Yesterday was a good day at church. Once again I had more material that didn't make it into the actual presentation of the sermon. I'm still getting into the preaching groove here in St. Joseph. I normally don't preach with many notes, just the basic outline, even though I actually write out the sermon ahead of time. The sanctuary at First Christian, however, seems to just pull me away from the pulpit more towards the center of the room, so what notes I have brought with me remain behind on the pulpit. (It's not as if I can really read them that well anyway these days.) It's not a bad discipline to preach without notes and I haven't left out anything truly essential--usually I have more material than time allows anyway.
So, here's some tidbits about sabbath that did not make it in.

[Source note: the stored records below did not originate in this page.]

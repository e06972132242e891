//! End-to-end tests of a session over HTTP against a mock server.

use std::time::{Duration, SystemTime, UNIX_EPOCH};

use scrobbler::{
    config::Config,
    credentials::Credentials,
    error::Error,
    http::Client,
    session::Session,
    track::{Rating, Scrobble, Source, Track},
};
use url::Url;
use wiremock::matchers::{body_string_contains, header, method, path, query_param};
use wiremock::{Mock, MockServer, ResponseTemplate};

fn credentials() -> Credentials {
    Credentials::new("apikey", "secret", "rj", "", "tst", "1.0")
}

/// Mounts a handshake that hands out endpoints on the mock server itself.
async fn mount_handshake(server: &MockServer) {
    let body = format!("OK\nSESSIONKEY\n{0}/np_1.2\n{0}/protocol_1.2\n", server.uri());

    Mock::given(method("GET"))
        .and(path("/"))
        .and(query_param("hs", "true"))
        .and(query_param("p", "1.2.1"))
        .and(query_param("c", "tst"))
        .and(query_param("v", "1.0"))
        .and(query_param("u", "rj"))
        .and(query_param("api_key", "apikey"))
        .and(query_param("sk", ""))
        .respond_with(ResponseTemplate::new(200).set_body_string(body))
        .expect(1)
        .mount(server)
        .await;
}

async fn connect(server: &MockServer, config: &Config) -> Result<Session, Error> {
    let url = Url::parse(&format!("{}/", server.uri())).unwrap();
    Session::connect(credentials(), url, Client::new(config)).await
}

#[tokio::test]
async fn test_handshake() {
    let server = MockServer::start().await;
    mount_handshake(&server).await;

    let session = connect(&server, &Config::default()).await.unwrap();

    assert!(session.transport().is_initialized());
    assert_eq!(session.state().session_key, "SESSIONKEY");
    assert_eq!(
        session.state().now_playing_url.as_str(),
        format!("{}/np_1.2", server.uri())
    );
    assert_eq!(
        session.state().submission_url.as_str(),
        format!("{}/protocol_1.2", server.uri())
    );
}

#[tokio::test]
async fn test_handshake_sends_user_agent() {
    let server = MockServer::start().await;
    let config = Config::with_user_agent("test-player/0.1");
    let user_agent = config.user_agent.clone();

    Mock::given(method("GET"))
        .and(header("user-agent", user_agent.as_str()))
        .respond_with(ResponseTemplate::new(200).set_body_string("BANNED\n"))
        .expect(1)
        .mount(&server)
        .await;

    let err = connect(&server, &config).await.err().unwrap();
    assert!(matches!(err, Error::Protocol(ref message) if message == "BANNED"));
}

#[tokio::test]
async fn test_handshake_refused() {
    let server = MockServer::start().await;

    Mock::given(method("GET"))
        .respond_with(ResponseTemplate::new(200).set_body_string("BADAUTH\n"))
        .mount(&server)
        .await;

    let err = connect(&server, &Config::default()).await.err().unwrap();
    assert!(matches!(err, Error::Protocol(ref message) if message == "BADAUTH"));
}

#[tokio::test]
async fn test_handshake_http_status() {
    let server = MockServer::start().await;

    Mock::given(method("GET"))
        .respond_with(ResponseTemplate::new(500).set_body_string("OK\n"))
        .mount(&server)
        .await;

    let err = connect(&server, &Config::default()).await.err().unwrap();
    assert!(matches!(err, Error::HttpStatus(500)));
}

#[tokio::test]
async fn test_handshake_timeout() {
    let server = MockServer::start().await;

    Mock::given(method("GET"))
        .respond_with(
            ResponseTemplate::new(200)
                .set_body_string("OK\nSESSIONKEY\nhttp://np\nhttp://sub\n")
                .set_delay(Duration::from_secs(5)),
        )
        .mount(&server)
        .await;

    let mut config = Config::default();
    config.timeout = Duration::from_millis(200);

    let err = connect(&server, &config).await.err().unwrap();
    assert!(matches!(err, Error::Transport(_)));
}

#[tokio::test]
async fn test_now_playing() {
    let server = MockServer::start().await;
    mount_handshake(&server).await;

    Mock::given(method("POST"))
        .and(path("/np_1.2"))
        .and(header("content-type", "application/x-www-form-urlencoded"))
        .and(body_string_contains("s=SESSIONKEY"))
        .and(body_string_contains("a=Sigur+R%C3%B3s"))
        .and(body_string_contains("t=Hopp%C3%ADpolla"))
        .and(body_string_contains("b=&"))
        .respond_with(ResponseTemplate::new(200).set_body_string("OK\n"))
        .expect(1)
        .mount(&server)
        .await;

    let session = connect(&server, &Config::default()).await.unwrap();
    session
        .now_playing(&Track::new("Sigur Rós", "Hoppípolla"))
        .await
        .unwrap();
}

#[tokio::test]
async fn test_now_playing_failed() {
    let server = MockServer::start().await;
    mount_handshake(&server).await;

    Mock::given(method("POST"))
        .and(path("/np_1.2"))
        .respond_with(ResponseTemplate::new(200).set_body_string("FAILED\nsome reason\n"))
        .mount(&server)
        .await;

    let session = connect(&server, &Config::default()).await.unwrap();
    let err = session
        .now_playing(&Track::new("Sigur Rós", "Hoppípolla"))
        .await
        .unwrap_err();
    assert!(matches!(err, Error::Protocol(ref message) if message == "FAILED"));
}

#[tokio::test]
async fn test_submit() {
    let server = MockServer::start().await;
    mount_handshake(&server).await;

    Mock::given(method("POST"))
        .and(path("/protocol_1.2"))
        .and(body_string_contains("s=SESSIONKEY"))
        .and(body_string_contains("a%5B0%5D=Sigur+R%C3%B3s"))
        .and(body_string_contains("i%5B0%5D=1700000000"))
        .and(body_string_contains("o%5B0%5D=L1b48a"))
        .and(body_string_contains("r%5B0%5D=B"))
        .and(body_string_contains("l%5B0%5D=&"))
        .respond_with(ResponseTemplate::new(200).set_body_string("OK\n"))
        .expect(1)
        .mount(&server)
        .await;

    let session = connect(&server, &Config::default()).await.unwrap();
    let scrobble = Scrobble::new(
        Track::new("Sigur Rós", "Hoppípolla"),
        UNIX_EPOCH + Duration::from_secs(1_700_000_000),
    )
    .with_source(Source::LastFm(Some("1b48a".to_owned())))
    .with_rating(Rating::Ban);

    session.submit(&scrobble).await.unwrap();
}

#[tokio::test]
async fn test_submit_invalid_sends_nothing() {
    let server = MockServer::start().await;
    mount_handshake(&server).await;

    Mock::given(method("POST"))
        .respond_with(ResponseTemplate::new(200).set_body_string("OK\n"))
        .expect(0)
        .mount(&server)
        .await;

    let session = connect(&server, &Config::default()).await.unwrap();
    let scrobble = Scrobble::new(Track::new("Sigur Rós", "Hoppípolla"), SystemTime::now());

    let err = session.submit(&scrobble).await.unwrap_err();
    assert!(matches!(err, Error::Validation(_)));
}

#[tokio::test]
async fn test_submit_http_status() {
    let server = MockServer::start().await;
    mount_handshake(&server).await;

    Mock::given(method("POST"))
        .and(path("/protocol_1.2"))
        .respond_with(ResponseTemplate::new(500))
        .mount(&server)
        .await;

    let session = connect(&server, &Config::default()).await.unwrap();
    let scrobble = Scrobble::new(
        Track::new("Sigur Rós", "Hoppípolla").with_length(Duration::from_secs(270)),
        SystemTime::now(),
    );

    let err = session.submit(&scrobble).await.unwrap_err();
    assert!(matches!(err, Error::HttpStatus(500)));
}

#[tokio::test]
async fn test_connection_refused() {
    // Bind and drop a listener to get a port nothing is listening on.
    let port = std::net::TcpListener::bind("127.0.0.1:0")
        .unwrap()
        .local_addr()
        .unwrap()
        .port();
    let url = Url::parse(&format!("http://127.0.0.1:{port}/")).unwrap();

    let result = Session::connect(credentials(), url, Client::new(&Config::default())).await;
    assert!(matches!(result, Err(Error::Transport(_))));
}
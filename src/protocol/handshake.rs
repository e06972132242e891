//! Handshake with the submission servers.
//!
//! The handshake is a GET request carrying the client and user identity and
//! an authentication token. A successful reply looks like:
//!
//! ```text
//! OK
//! 17E61E13454CDD8B68E8D7DEEEDF6170
//! http://post.audioscrobbler.com:80/np_1.2
//! http://post2.audioscrobbler.com:80/protocol_1.2
//! ```

use url::Url;
use veil::Redact;

use super::{param, Params, Response, PROTOCOL_VERSION};
use crate::{
    credentials::Credentials,
    error::{Error, Result},
    signing,
};

/// Builds the handshake query parameters.
///
/// `timestamp` is sent as `t` and signs the token sent as `a`, so the two
/// always agree.
#[must_use]
pub fn params(credentials: &Credentials, session_key: &str, timestamp: u64) -> Params {
    let mut params = Params::with_capacity(9);
    param(&mut params, "hs", "true");
    param(&mut params, "p", PROTOCOL_VERSION);
    param(&mut params, "c", &credentials.client_id);
    param(&mut params, "v", &credentials.client_version);
    param(&mut params, "u", &credentials.username);
    param(&mut params, "t", timestamp);
    param(&mut params, "a", signing::auth_token(&credentials.secret, timestamp));
    param(&mut params, "api_key", &credentials.api_key);
    param(&mut params, "sk", session_key);
    params
}

/// Session details handed out by a successful handshake.
#[derive(Clone, Redact, PartialEq, Eq, Hash)]
pub struct Reply {
    #[redact]
    pub session_key: String,
    pub now_playing_url: Url,
    pub submission_url: Url,
}

impl TryFrom<Response> for Reply {
    type Error = Error;

    fn try_from(response: Response) -> Result<Self> {
        let [_, session_key, now_playing_url, submission_url, ..] = response.lines() else {
            return Err(Error::protocol(format!(
                "handshake reply has {} lines, expected 4",
                response.lines().len()
            )));
        };

        Ok(Self {
            session_key: session_key.clone(),
            now_playing_url: now_playing_url.parse()?,
            submission_url: submission_url.parse()?,
        })
    }
}
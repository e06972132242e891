//! Handshake authentication.
//!
//! The submission protocol authenticates a handshake with
//! `md5(secret + timestamp)`. MD5 is fixed by the wire protocol.
//!
//! The same timestamp must be sent as the handshake's `t` parameter, or the
//! server rejects the token with `BADAUTH`.

use md5::{Digest, Md5};

/// Computes the authentication token for a handshake at `timestamp`.
///
/// Returns the lowercase hexadecimal MD5 digest of `secret` followed by the
/// decimal form of `timestamp` (UTC seconds since the epoch).
#[must_use]
pub fn auth_token(secret: &str, timestamp: u64) -> String {
    format!("{:x}", Md5::digest(format!("{secret}{timestamp}")))
}
//! Error handling for the scrobbler.
//!
//! Every failure falls into one of four categories, each surfaced to the
//! direct caller without being retried:
//!
//! * [`Transport`](Error::Transport) - the request never completed (connection
//!   refused, DNS failure, timeout)
//! * [`HttpStatus`](Error::HttpStatus) - the server answered with a status
//!   other than `200`
//! * [`Protocol`](Error::Protocol) - the body did not start with `OK` or was
//!   shorter than the command requires
//! * [`Validation`](Error::Validation) - caller data was rejected before any
//!   request was built
//!
//! # Example
//!
//! ```rust
//! use scrobbler::error::{Error, Result};
//!
//! async fn report(session: &Session, scrobble: &Scrobble) -> Result<()> {
//!     match session.submit(scrobble).await {
//!         Err(e) if e.is_bad_session() => {
//!             // re-handshake and try again
//!         }
//!         other => other,
//!     }
//! }
//! ```

use thiserror::Error;

/// Standard result type for scrobbler operations.
pub type Result<T> = std::result::Result<T, Error>;

/// Reply sent by the submission servers when the session key is no longer
/// valid.
const BAD_SESSION: &str = "BADSESSION";

/// Errors returned by the scrobbler.
#[derive(Debug, Error)]
pub enum Error {
    /// Connection-level failure: the request did not produce a response.
    #[error("transport error: {0}")]
    Transport(Box<dyn std::error::Error + Send + Sync>),

    /// The server answered with a status code outside `{0, 200}`.
    #[error("invalid HTTP status ({0})")]
    HttpStatus(u16),

    /// The server rejected the request or sent a malformed reply.
    ///
    /// For rejections this is the server's own error text, such as `BADAUTH`
    /// or `BANNED`.
    #[error("{0}")]
    Protocol(String),

    /// The play event is not a legal submission.
    #[error("{0}")]
    Validation(String),
}

impl Error {
    /// Creates a transport error from any underlying error.
    pub fn transport<E>(error: E) -> Self
    where
        E: Into<Box<dyn std::error::Error + Send + Sync>>,
    {
        Self::Transport(error.into())
    }

    /// Creates a protocol error with the given message.
    pub fn protocol(message: impl Into<String>) -> Self {
        Self::Protocol(message.into())
    }

    /// Creates a validation error with the given message.
    pub fn validation(message: impl Into<String>) -> Self {
        Self::Validation(message.into())
    }

    /// Whether the server reported that the session key has expired.
    ///
    /// Callers may respond by re-running the handshake and retrying.
    #[must_use]
    pub fn is_bad_session(&self) -> bool {
        matches!(self, Self::Protocol(message) if message == BAD_SESSION)
    }
}

/// Converts HTTP client errors to `Transport`.
///
/// `reqwest` only reports statuses as errors when asked to, which the client
/// never does, so all of its errors are connection-level.
impl From<reqwest::Error> for Error {
    fn from(err: reqwest::Error) -> Self {
        Self::Transport(Box::new(err))
    }
}

/// Converts URL parsing errors to `Protocol`.
///
/// URLs are only parsed from handshake replies, so a bad one means the
/// server sent something unusable.
impl From<url::ParseError> for Error {
    fn from(e: url::ParseError) -> Self {
        Self::Protocol(format!("invalid URL: {e}"))
    }
}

CONTEXT: I was trying to make the point that in Mark 2:23-28 where Jesus and his disciples are criticized for picking grain on the sabbath, the actual idea of sabbath was no petty concern but a central idea in Israel's religious life and Jewish life today. As I stated, even good religious practice can be twisted to oppress and condemn others. I also made the point that before we are too hard on the Phraisees of Mark's Gospel we should remember the religious conflict between Christians and Jews in the first century and that this is hardly a fair portrait of Judaism then or now. People who use religion to condemn others are present in every religion everywhere--especially among Protestants in America.
MORE CONTEXT: I was also trying to make the side point that all of us need sabbath as a part of our weekly schedule--to rest, to reflect upon our lives, to reconnect with our Creator. We as Christians have much to learn from observant Jews about making time in our crazy schedules to center ourselves and literally get a fresh start each week.
So, here are some thoughts on Sabbath:
Abraham Heschel writes, “The Sabbath is not for the sake of the workdays; for workdays are for the sake of the Sabbath. It is not an interlude but the climax of living.”
(Abraham Joshua Heschel, The Sabbath: Its Meaning for Modern Man, (New York: Harper and Row, 1961): 14.)
Heschel also notes that sabbath is "A realm of time where the goal is not to have but to be, not to own but to give, not to control but to share, not to subdue but be in accord. Life goes wrong when the…acquisition of things…becomes our sole concern."
(Heschel, The Sabbath, 1)
Regarding the Sabbath and our need for it, poet Molly Wolf writes, “if we give God the slightest opening, some corner of the Spirit gets lodged in us like a splinter in the skin…[and] the spirit calls to our own inner selves…”
(From Angels and Dragons (Doubleday, 2001) as quoted in Willow Hambrick, “Sabbath Blessings,” Christian Reflection, 2002: 89.)